Desert doesn’t seem like an ideal photography location, at first, but as any desert photographer can tell you, explore a little and you’ll find that the possibilities of capturing some amazing landscape photos are endless. Deserts in general have a certain majestic and a serene quality that lends themselves to really unique pictures and Iran’s Daht-e Lut (»Emptiness desert« in Persian) is no exception – without a doubt it offers one of the best desert scenery around the world. While the desert may look uninteresting by the harsh mid-day light, during the golden and blue hour it transforms into a colorful and surreal landscape. And if you haven’t yet had the chance to experience the night sky far away from light polluted areas, then you’re in for a treat. The stars seen from the »Emptiness desert« shine more brightly and are far more numerous than anything you have probably seen in your life.
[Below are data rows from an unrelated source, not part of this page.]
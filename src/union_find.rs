/// A flat union-find table over region labels. Every label carries a parent
/// pointer; a label whose parent is itself is the canonical representative of
/// its equivalence class. Canonical labels are always the numerically smallest
/// root of the classes merged into them, which keeps the output labelling
/// reproducible regardless of merge order.
pub(crate) struct LabelLut {
    parent: Vec<usize>,
}

impl LabelLut {
    pub(crate) fn new(n_labels: usize) -> Self {
        LabelLut {
            parent: (0..n_labels).collect(),
        }
    }

    pub(crate) fn len(&self) -> usize {
        self.parent.len()
    }

    /// Resolves a label to its canonical representative by walking parent
    /// pointers. Performs no path compression, so concurrent readers are safe
    /// while the table is not being mutated; compression is deferred to
    /// `flatten`.
    pub(crate) fn find(&self, label: usize) -> usize {
        let mut canonical = label;
        while self.parent[canonical] != canonical {
            canonical = self.parent[canonical];
        }
        canonical
    }

    /// Merges the classes of two labels. The larger root is pointed at the
    /// smaller one, so the smaller label always survives as canonical.
    pub(crate) fn union(&mut self, a: usize, b: usize) {
        let root_a = self.find(a);
        let root_b = self.find(b);
        if root_a == root_b {
            return;
        }
        if root_a < root_b {
            self.parent[root_b] = root_a;
        } else {
            self.parent[root_a] = root_b;
        }
    }

    /// Rewrites every label's entry to point directly at its root, collapsing
    /// all chains built up by the unions of one merge pass. Turns subsequent
    /// lookups into single reads for the relabelling sweep.
    pub(crate) fn flatten(&mut self) {
        for label in 0..self.parent.len() {
            self.parent[label] = self.find(label);
        }
    }
}
use region_merging::{
    DistanceMetric, LabelImage, LabelStats, MergeError, MergeParams, MergedRegions,
    SmallRegionMerger,
};

pub type MergeFn = fn(&SmallRegionMerger<f64>) -> Result<MergedRegions<f64>, MergeError>;

pub fn test_center_pixel_absorbed(merge_fn: MergeFn) {
    let (image, stats) = ring_scenario();
    let params = MergeParams::builder().min_size(2).build();
    let merger = SmallRegionMerger::new(&image, stats, params);
    let merged = merge_fn(&merger).unwrap();

    // The stray centre pixel is absorbed by the surrounding background
    assert!(merged.labels().labels().iter().all(|&label| label == 0));
    assert_eq!(25, merged.stats().population(0).unwrap());
    assert_eq!(0, merged.stats().population(7).unwrap());
    // Population weighted mean: (10 * 24 + 200 * 1) / 25
    assert!((merged.stats().mean(0).unwrap()[0] - 17.6).abs() < 1e-10);
}

pub fn test_mutual_pair_merges_into_smaller(merge_fn: MergeFn) {
    let image = LabelImage::new(2, 1, vec![1, 2]).unwrap();
    let stats = LabelStats::new(
        vec![0, 1, 1],
        vec![vec![0.0], vec![4.0], vec![4.0]],
    )
    .unwrap();
    let params = MergeParams::builder().min_size(2).build();
    let merger = SmallRegionMerger::new(&image, stats, params);
    let merged = merge_fn(&merger).unwrap();

    // Each region is the other's only neighbour; the smaller label survives
    assert_eq!(&[1, 1], merged.labels().labels());
    assert_eq!(2, merged.stats().population(1).unwrap());
    assert_eq!(0, merged.stats().population(2).unwrap());
    assert_eq!(1, merged.stats().region_count());
}

pub fn test_deterministic_tie_break(merge_fn: MergeFn) {
    // The centre region is equidistant from both neighbours
    let image = LabelImage::new(3, 1, vec![3, 5, 4]).unwrap();
    let mut population = vec![0; 6];
    population[3] = 5;
    population[4] = 5;
    population[5] = 1;
    let mut means = vec![vec![0.0]; 6];
    means[3] = vec![2.0];
    means[4] = vec![2.0];
    means[5] = vec![0.0];
    let stats = LabelStats::new(population, means).unwrap();
    let params = MergeParams::builder().min_size(2).build();
    let merger = SmallRegionMerger::new(&image, stats, params);
    let merged = merge_fn(&merger).unwrap();

    // Ties resolve to the smaller label, reproducibly
    assert_eq!(&[3, 3, 4], merged.labels().labels());
    assert_eq!(6, merged.stats().population(3).unwrap());
    assert_eq!(5, merged.stats().population(4).unwrap());
}

pub fn test_manhattan_metric(merge_fn: MergeFn) {
    // Euclidean and Manhattan distances disagree on the closest neighbour:
    // squared Euclidean favours label 4 (8 vs 9), Manhattan label 3 (3 vs 4)
    let image = LabelImage::new(3, 1, vec![3, 5, 4]).unwrap();
    let mut population = vec![0; 6];
    population[3] = 5;
    population[4] = 5;
    population[5] = 1;
    let mut means = vec![vec![0.0, 0.0]; 6];
    means[3] = vec![3.0, 0.0];
    means[4] = vec![2.0, 2.0];
    means[5] = vec![0.0, 0.0];
    let stats = LabelStats::new(population, means).unwrap();
    let params = MergeParams::builder()
        .min_size(2)
        .dist_metric(DistanceMetric::Manhattan)
        .build();
    let merger = SmallRegionMerger::new(&image, stats, params);
    let merged = merge_fn(&merger).unwrap();

    assert_eq!(&[3, 3, 4], merged.labels().labels());
    assert_eq!(6, merged.stats().population(3).unwrap());
}

pub fn test_isolated_region_unmerged(merge_fn: MergeFn) {
    // A single pixel raster has no 4-connected neighbours at all
    let image = LabelImage::new(1, 1, vec![0]).unwrap();
    let stats = LabelStats::new(vec![1], vec![vec![5.0]]).unwrap();
    let params = MergeParams::builder().min_size(4).build();
    let merger = SmallRegionMerger::new(&image, stats, params);
    let merged = merge_fn(&merger).unwrap();

    assert_eq!(&[0], merged.labels().labels());
    assert_eq!(1, merged.stats().population(0).unwrap());
}

pub fn test_conservation_of_mass(merge_fn: MergeFn) {
    let image = LabelImage::new(
        4,
        4,
        vec![
            0, 0, 1, 1, //
            0, 0, 1, 1, //
            2, 3, 3, 3, //
            2, 3, 3, 3,
        ],
    )
    .unwrap();
    let stats = LabelStats::new(
        vec![4, 4, 2, 6],
        vec![vec![0.0], vec![10.0], vec![2.0], vec![9.0]],
    )
    .unwrap();
    let total_before = stats.total_population();
    let params = MergeParams::builder().min_size(4).build();
    let merger = SmallRegionMerger::new(&image, stats, params);
    let merged = merge_fn(&merger).unwrap();

    assert_eq!(total_before, merged.stats().total_population());
    // Label 2 is radiometrically closest to label 0
    assert_eq!(6, merged.stats().population(0).unwrap());
    assert_eq!(0, merged.stats().population(2).unwrap());
    assert_eq!(3, merged.stats().region_count());
}

pub fn test_multi_hop_chain_folds_once(merge_fn: MergeFn) {
    // Three single pixel regions collapse into one through a two hop chain
    let image = LabelImage::new(3, 1, vec![0, 1, 2]).unwrap();
    let stats = LabelStats::new(
        vec![1, 1, 1],
        vec![vec![0.0], vec![1.0], vec![10.0]],
    )
    .unwrap();
    let params = MergeParams::builder().min_size(2).build();
    let merger = SmallRegionMerger::new(&image, stats, params);
    let merged = merge_fn(&merger).unwrap();

    assert_eq!(&[0, 0, 0], merged.labels().labels());
    assert_eq!(3, merged.stats().population(0).unwrap());
    // (0.0 * 1 + 1.0 * 1) / 2 folded first, then (0.5 * 2 + 10.0 * 1) / 3;
    // each label's mass counted exactly once
    assert!((merged.stats().mean(0).unwrap()[0] - 11.0 / 3.0).abs() < 1e-10);
}

pub fn test_min_size_one_is_noop(merge_fn: MergeFn) {
    let image = LabelImage::new(2, 2, vec![0, 0, 0, 1]).unwrap();
    let stats = LabelStats::new(vec![3, 1], vec![vec![1.0], vec![5.0]]).unwrap();
    let params = MergeParams::builder().min_size(1).build();
    let merger = SmallRegionMerger::new(&image, stats, params);
    let merged = merge_fn(&merger).unwrap();

    // Zero passes are run and the labelling comes back unchanged
    assert_eq!(image.labels(), merged.labels().labels());
    assert_eq!(3, merged.stats().population(0).unwrap());
    assert_eq!(1, merged.stats().population(1).unwrap());
}

pub fn test_merge_idempotent(merge_fn: MergeFn) {
    let (image, stats) = ring_scenario();
    let params = MergeParams::builder().min_size(2).build();
    let merger = SmallRegionMerger::new(&image, stats, params.clone());
    let merged = merge_fn(&merger).unwrap();

    // Every output label is already canonical, so a second run with the
    // same parameters changes nothing
    let (labels, stats) = merged.into_parts();
    let merger = SmallRegionMerger::new(&labels, stats.clone(), params);
    let remerged = merge_fn(&merger).unwrap();
    assert_eq!(labels.labels(), remerged.labels().labels());
    assert_eq!(&stats, remerged.stats());
}

pub fn test_seed_from_pixel_features(merge_fn: MergeFn) {
    let image = LabelImage::new(2, 2, vec![0, 0, 1, 1]).unwrap();
    let features: Vec<Vec<f64>> = vec![vec![1.0], vec![3.0], vec![10.0], vec![20.0]];
    let stats = LabelStats::from_pixel_features(&image, &features).unwrap();
    assert_eq!(2, stats.population(0).unwrap());
    assert!((stats.mean(0).unwrap()[0] - 2.0).abs() < 1e-10);
    assert!((stats.mean(1).unwrap()[0] - 15.0).abs() < 1e-10);

    let params = MergeParams::builder().min_size(3).build();
    let merger = SmallRegionMerger::new(&image, stats, params);
    let merged = merge_fn(&merger).unwrap();

    assert_eq!(&[0, 0, 0, 0], merged.labels().labels());
    assert_eq!(4, merged.stats().population(0).unwrap());
    assert!((merged.stats().mean(0).unwrap()[0] - 8.5).abs() < 1e-10);
}

pub fn test_small_regions_all_reach_min_size(merge_fn: MergeFn) {
    // An 8x8 raster of sixteen 2x2 regions, all far below the minimum size.
    // Merging proceeds through multi-hop chains across several thresholds;
    // no region is isolated, so every survivor must reach the minimum size
    // and the total mass must be conserved.
    let labels = (0..64usize)
        .map(|n| (n / 8 / 2) * 4 + (n % 8) / 2)
        .collect::<Vec<_>>();
    let image = LabelImage::new(8, 8, labels).unwrap();
    let population = vec![4; 16];
    let means = (0..16).map(|label| vec![label as f64]).collect::<Vec<_>>();
    let stats = LabelStats::new(population, means).unwrap();
    let params = MergeParams::builder().min_size(10).build();
    let merger = SmallRegionMerger::new(&image, stats, params);
    let merged = merge_fn(&merger).unwrap();

    assert_eq!(64, merged.stats().total_population());
    for label in 0..16 {
        let population = merged.stats().population(label).unwrap();
        assert!(population == 0 || population >= 10);
    }
    // Every output pixel carries a canonical, surviving label
    let output_labels = merged
        .labels()
        .labels()
        .iter()
        .collect::<std::collections::HashSet<_>>();
    assert_eq!(output_labels.len(), merged.stats().region_count());
    for &&label in &output_labels {
        assert!(merged.stats().population(label).unwrap() > 0);
    }
}

pub fn test_empty_image(merge_fn: MergeFn) {
    let image = LabelImage::new(0, 0, Vec::new()).unwrap();
    let stats = LabelStats::new(Vec::new(), Vec::new()).unwrap();
    let merger = SmallRegionMerger::default_params(&image, stats);
    let result = merge_fn(&merger);
    assert!(matches!(result, Err(MergeError::EmptyImage)));
}

pub fn test_unseeded_label(merge_fn: MergeFn) {
    let image = LabelImage::new(2, 1, vec![0, 3]).unwrap();
    let stats = LabelStats::new(vec![1, 1], vec![vec![1.0], vec![2.0]]).unwrap();
    let merger = SmallRegionMerger::default_params(&image, stats);
    let result = merge_fn(&merger);
    assert!(matches!(result, Err(MergeError::UnknownLabel(_))));
}

pub fn test_mismatched_mean_dimensions(merge_fn: MergeFn) {
    let image = LabelImage::new(2, 1, vec![0, 1]).unwrap();
    let stats = LabelStats::new(vec![1, 1], vec![vec![1.0], vec![2.0, 3.0]]).unwrap();
    let merger = SmallRegionMerger::default_params(&image, stats);
    let result = merge_fn(&merger);
    assert!(matches!(result, Err(MergeError::WrongDimension(_))));
}

fn ring_scenario() -> (LabelImage, LabelStats<f64>) {
    let image = LabelImage::new(
        5,
        5,
        vec![
            0, 0, 0, 0, 0, //
            0, 0, 0, 0, 0, //
            0, 0, 7, 0, 0, //
            0, 0, 0, 0, 0, //
            0, 0, 0, 0, 0,
        ],
    )
    .unwrap();
    let mut population = vec![0; 8];
    population[0] = 24;
    population[7] = 1;
    let mut means = vec![vec![0.0]; 8];
    means[0] = vec![10.0];
    means[7] = vec![200.0];
    let stats = LabelStats::new(population, means).unwrap();
    (image, stats)
}
use region_merging::{LabelImage, LabelStats, MergeParams, SmallRegionMerger};
use std::fs;

fn main() {
    let contents = fs::read_to_string("labels.csv").expect("Unable to read labels file");
    let rows = contents
        .lines()
        .map(|line| {
            line.split(',')
                .map(|num| num.trim().parse::<usize>().unwrap())
                .collect::<Vec<_>>()
        })
        .collect::<Vec<_>>();
    let height = rows.len();
    let width = rows.first().map(|row| row.len()).unwrap_or(0);
    let image = LabelImage::new(width, height, rows.into_iter().flatten().collect())
        .expect("Ragged label rows");

    // One line per label: population followed by the mean feature vector
    let contents = fs::read_to_string("stats.csv").expect("Unable to read stats file");
    let mut population = Vec::new();
    let mut means = Vec::new();
    for line in contents.lines() {
        let mut fields = line.split(',').map(str::trim);
        population.push(fields.next().unwrap().parse::<usize>().unwrap());
        means.push(
            fields
                .map(|num| num.parse::<f64>().unwrap())
                .collect::<Vec<_>>(),
        );
    }
    let stats = LabelStats::new(population, means).expect("Mismatched stats tables");

    let params = MergeParams::builder().min_size(50).build();
    let merger = SmallRegionMerger::new(&image, stats, params);
    let result = merger.merge();
    if let Ok(merged) = result {
        for row in merged.labels().labels().chunks(width) {
            let line = row
                .iter()
                .map(|label| label.to_string())
                .collect::<Vec<_>>()
                .join(",");
            println!("{line}");
        }
    }
}
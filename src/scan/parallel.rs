#![cfg(feature = "parallel")]
use super::scan_rows;
use crate::adjacency::AdjacencyAccumulator;
use crate::union_find::LabelLut;
use crate::{LabelImage, LabelStats};
use num_traits::Float;
use rayon::prelude::*;

/// Parallel adjacency scan: the raster is split into horizontal bands of
/// rows, one tile per band. Each band writes only to its own accumulator, so
/// the scan needs no synchronisation; the accumulators are absorbed into one
/// after all bands finish. Absorption is a set union per label, so the
/// result is independent of band completion order.
pub(crate) fn scan<T: Float + Send + Sync>(
    image: &LabelImage,
    stats: &LabelStats<T>,
    lut: &LabelLut,
    threshold: usize,
) -> AdjacencyAccumulator {
    let band_rows = (image.height() / rayon::current_num_threads()).max(1);
    (0..image.height())
        .step_by(band_rows)
        .collect::<Vec<_>>()
        .into_par_iter()
        .map(|band_start| {
            let band_end = (band_start + band_rows).min(image.height());
            scan_rows(image, stats, lut, threshold, band_start..band_end)
        })
        .reduce(AdjacencyAccumulator::new, AdjacencyAccumulator::absorb)
}
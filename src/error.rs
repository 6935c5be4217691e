use std::error::Error;
use std::fmt::{Display, Formatter};

/// Possible errors that arise due to issues with the input label image or its
/// seeded per-label statistics.
#[derive(Debug, Clone)]
pub enum MergeError {
    EmptyImage,
    DataSizeMismatch(String),
    UnknownLabel(String),
    WrongDimension(String),
}

impl Error for MergeError {}

impl Display for MergeError {
    fn fmt(&self, f: &mut Formatter<'_>) -> std::fmt::Result {
        let message = match self {
            MergeError::EmptyImage => String::from("The label image provided is empty"),
            MergeError::DataSizeMismatch(msg) => {
                format!("Input buffers have mismatched sizes: {msg}")
            }
            MergeError::UnknownLabel(msg) => {
                format!("Label has no seeded statistics: {msg}")
            }
            MergeError::WrongDimension(msg) => {
                format!("Feature vectors have mismatched dimensions: {msg}")
            }
        };
        write!(f, "{message}")
    }
}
Dasht-e Lut, is a large salt desert located in central Iran, located between South Khorasan, Sistan and Baluchestan and Kerman Provinces. It is world’s 25th largest desert and not only the hottest place in Iran, but according to NASA actually the hottest place on Earth. The desert has several distinctive parts. The northern part of the Lut is a high plain covered with volcanic gravel. The southern part mainly includes flat plains with scattered sand hills. The most photogenic is the central part of the desert. Eastern part of central Dasht-e Lut consists of a large area of sand dunes called Rig-e Yalan. The sand dunes are up to 500m high, which makes them one of the highest on the planet. The western part is characterized by exciting geomorphological structures called Kaluts, which certainly are the most unique structures in the desert.
Kalut structures resemble fantasy castle ruins, that are covering an area 80km wide and 150km long. They were created by abrasion from the drifting sand blown by the rather strong winds called wind of 120 days. The drifting sand abraded the soft sedimentary rocks and over time formed beautiful streamlined structures aligned with the prevailing direction of the wind. The height of these structures varies but in some cases it reaches up to 100m. Their jagged formations take on an alluring golden hue at sunset.
The main photographic attractions in the Lut desert are the Rig-e Yalan sand dunes and the Kaluts. While it is not easy to organize a trip to the sand dunes (you will need a guide and a 4X4 vehicle), it is relatively simple to visit the Kaluts. They are located 43km north-east to the Shahdad village, or 140km from Kerman city. The road is paved and in good condition. Currently you cannot find official accommodation in the Shahdad village, the best option is to bring your own camping equipment and sleep right on the spot. Despite some misleading information found on the internet, at the time of my visit no permit or guide was required. I took a shared taxi from Kerman and camped there for two nights without asking anybody. Be warned however that the desert is an extreme environment which should not be underestimated. Due to extreme heat during the day, the best months to visit Dasht-e Lut are from November through February. Bear in your mind however, that the nights in the winter period can be very cold, temperatures dropping down to −10°C regularly. Make sure that you’re properly prepared. Good camping equipment including warm sleeping bag is essential. Taking enough water and supplies is imperative when setting out, and make sure you are physically prepared as well.